Source data »
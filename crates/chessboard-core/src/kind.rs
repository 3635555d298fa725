//! Piece kind representation and movement shapes.

use crate::{Color, Coord};

/// The six kinds of chess pieces.
#[derive(Debug, Clone, Copy, PartialEq, Eq, Hash)]
#[repr(u8)]
pub enum PieceKind {
    Pawn = 0,
    Knight = 1,
    Bishop = 2,
    Rook = 3,
    Queen = 4,
    King = 5,
}

impl PieceKind {
    /// All piece kinds in order.
    pub const ALL: [PieceKind; 6] = [
        PieceKind::Pawn,
        PieceKind::Knight,
        PieceKind::Bishop,
        PieceKind::Rook,
        PieceKind::Queen,
        PieceKind::King,
    ];

    /// Returns the index of this piece kind (0-5).
    #[inline]
    pub const fn index(self) -> usize {
        self as usize
    }

    /// Returns true if this kind's movement shape permits moving from
    /// `from` to `to` for a piece of the given color.
    ///
    /// This is pure geometry: occupancy of the destination or of any square
    /// in between is not considered. Pawns advance along the row axis, one
    /// step in their color's direction, or two steps from their starting
    /// row.
    pub fn can_move(self, color: Color, from: Coord, to: Coord) -> bool {
        let dr = to.row() - from.row();
        let dc = to.col() - from.col();
        match self {
            PieceKind::Pawn => {
                let dir = color.advance_direction();
                dc == 0 && (dr == dir || (dr == 2 * dir && from.row() == color.pawn_rank()))
            }
            PieceKind::Knight => {
                (dr.abs() == 1 && dc.abs() == 2) || (dr.abs() == 2 && dc.abs() == 1)
            }
            PieceKind::Bishop => dr.abs() == dc.abs() && dr != 0,
            PieceKind::Rook => (dr == 0) != (dc == 0),
            PieceKind::Queen => {
                (dr.abs() == dc.abs() && dr != 0) || ((dr == 0) != (dc == 0))
            }
            PieceKind::King => dr.abs().max(dc.abs()) == 1,
        }
    }
}

impl std::fmt::Display for PieceKind {
    fn fmt(&self, f: &mut std::fmt::Formatter<'_>) -> std::fmt::Result {
        let name = match self {
            PieceKind::Pawn => "Pawn",
            PieceKind::Knight => "Knight",
            PieceKind::Bishop => "Bishop",
            PieceKind::Rook => "Rook",
            PieceKind::Queen => "Queen",
            PieceKind::King => "King",
        };
        write!(f, "{}", name)
    }
}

Problem to work on » Lines after the one containing "of any square" are not part of the task. Output the entries exactly from their first line through that one.

Result for this task »
filename crates/chessboard-core/src/kind.rs
repository 3635555d298fa725
//! Piece kind representation and movement shapes.

use crate::{Color, Coord};

/// The six kinds of chess pieces.
#[derive(Debug, Clone, Copy, PartialEq, Eq, Hash)]
#[repr(u8)]
pub enum PieceKind {
    Pawn = 0,
    Knight = 1,
    Bishop = 2,
    Rook = 3,
    Queen = 4,
    King = 5,
}

impl PieceKind {
    /// All piece kinds in order.
    pub const ALL: [PieceKind; 6] = [
        PieceKind::Pawn,
        PieceKind::Knight,
        PieceKind::Bishop,
        PieceKind::Rook,
        PieceKind::Queen,
        PieceKind::King,
    ];

    /// Returns the index of this piece kind (0-5).
    #[inline]
    pub const fn index(self) -> usize {
        self as usize
    }

    /// Returns true if this kind's movement shape permits moving from
    /// `from` to `to` for a piece of the given color.
    ///
    /// This is pure geometry: occupancy of the destination or of any square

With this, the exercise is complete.